There was a pause. Her Lady could tell that The Shoes genuinely cared for her, quite a silly thing to say but it was the truth nonetheless.

“Because I do not want you to live a life with regrets, with what ifs.” The Shoes said. “That is the most miserable thing in the world.”

image-14

“I do not think that running away-again-is a good idea, my Lady.” the shoes said.

“We’re not running away.” Her Lady replied quickly, defending her decision. She looked out the window, taking in the small scene of the blue, green, and gray beautifully put together. It has been some time since she has last seen the city. She also never imagined that it was possible to see even grass in the urban area. Madame always said that it was not possible, that the city is a dirty place, with no hint of nature. Her Lady now knew how wrong she was.
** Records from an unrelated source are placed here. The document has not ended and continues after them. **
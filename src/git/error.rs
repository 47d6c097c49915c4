/*!
 * Error types for Git operations
 */

use std::process::ExitStatus;

use thiserror::Error;

/// Errors that can occur while asking Git about a repository
#[derive(Error, Debug)]
pub enum GitError {
    /// The git executable could not be started
    #[error("Failed to run {program}: {source}")]
    Spawn {
        /// Executable that was invoked
        program: String,
        /// Underlying spawn error
        #[source]
        source: std::io::Error,
    },

    /// Git ran but exited unsuccessfully
    #[error("{stderr}")]
    CommandFailed {
        /// Exit status reported by the process
        status: ExitStatus,
        /// Diagnostic text git printed on stderr
        stderr: String,
    },
}

/// Specialized Result type for Git operations
pub type GitResult<T> = Result<T, GitError>;
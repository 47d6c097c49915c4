//! Global error handling for git-flatten
//!
//! Per-file problems never surface here: they are turned into placeholder
//! records by the flattener. What remains are configuration mistakes and
//! failures to produce the output document itself.

use std::io;
use thiserror::Error;

use crate::git::GitError;

/// Global error type for git-flatten operations
#[derive(Error, Debug)]
pub enum FlattenError {
    /// Git-related errors
    #[error("Git error: {0}")]
    Git(#[from] GitError),

    /// File system errors
    #[error("IO error: {0}")]
    Io(#[from] io::Error),

    /// Configuration errors
    #[error("Configuration error: {0}")]
    Config(String),
}

/// Specialized Result type for git-flatten operations
pub type Result<T> = std::result::Result<T, FlattenError>;

/// Creates a FlattenError with a formatted message
#[macro_export]
macro_rules! error {
    ($error_type:ident, $($arg:tt)*) => {
        $crate::error::FlattenError::$error_type(format!($($arg)*))
    };
}

/// Returns an error result with a formatted message
#[macro_export]
macro_rules! bail {
    ($error_type:ident, $($arg:tt)*) => {
        return Err($crate::error!($error_type, $($arg)*))
    };
}

/// Ensures a condition is true, otherwise returns an error
#[macro_export]
macro_rules! ensure {
    ($cond:expr, $error_type:ident, $($arg:tt)*) => {
        if !($cond) {
            $crate::bail!($error_type, $($arg)*)
        }
    };
}

// Lets `main` keep returning io::Result
impl From<FlattenError> for io::Error {
    fn from(err: FlattenError) -> Self {
        match err {
            FlattenError::Io(e) => e,
            other => io::Error::new(io::ErrorKind::Other, other.to_string()),
        }
    }
}
/*!
 * Command-line interface for git-flatten
 */

use std::io;
use std::sync::Arc;

use clap::Parser;
use indicatif::{ProgressBar, ProgressStyle};
use tracing_subscriber::EnvFilter;

use git_flatten::config::{Args, Config};
use git_flatten::flattener::Flattener;
use git_flatten::report::{ReportFormat, Reporter};

fn init_tracing(verbose: bool) {
    let default_level = if verbose { "debug" } else { "warn" };
    let filter =
        EnvFilter::try_from_default_env().unwrap_or_else(|_| EnvFilter::new(default_level));

    let _ = tracing_subscriber::fmt()
        .with_env_filter(filter)
        .with_writer(io::stderr)
        .with_target(false)
        .try_init();
}

fn main() -> io::Result<()> {
    // Parse command line arguments
    let args = Args::parse();
    init_tracing(args.verbose);

    // Create and validate configuration
    let config = Config::from_args(args);
    config.validate()?;

    // Progress goes to stderr and hides itself when that is not a terminal
    let progress = ProgressBar::new(0);
    if let Ok(style) =
        ProgressStyle::default_bar().template("{spinner:.green} {pos}/{len} {wide_msg:.dim}")
    {
        progress.set_style(style);
    }

    let mut flattener = Flattener::new(config.clone(), Arc::new(progress));
    let written = flattener.flatten()?;

    if written && config.summary {
        let reporter = Reporter::new(ReportFormat::ConsoleTable);
        reporter.print_report(
            &config.output_path.display().to_string(),
            &flattener.get_statistics(),
        );
    }

    Ok(())
}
“You are expected by the nobles next week.” the shoes continued to say, “it is only necessary that you prepare.”

“And I have.” she snapped. “For the past two months since I was taken back to the mansion.”

The shoes knew that it was time to stop pressing. Irritating her would only make her go further from the mansion, and as much as the shoes wanted her to be away from the poison that she had no choice but to call her home, going away at this time would simply mean trouble. “We’re simply taking a breather.” she said and proceeded to take a nap.

 

image-13

“It has been a while, my Lady.” the shoes said. “I have not seen the outside since months ago.”

“I have been too pre-occupied, you know that.” she replied.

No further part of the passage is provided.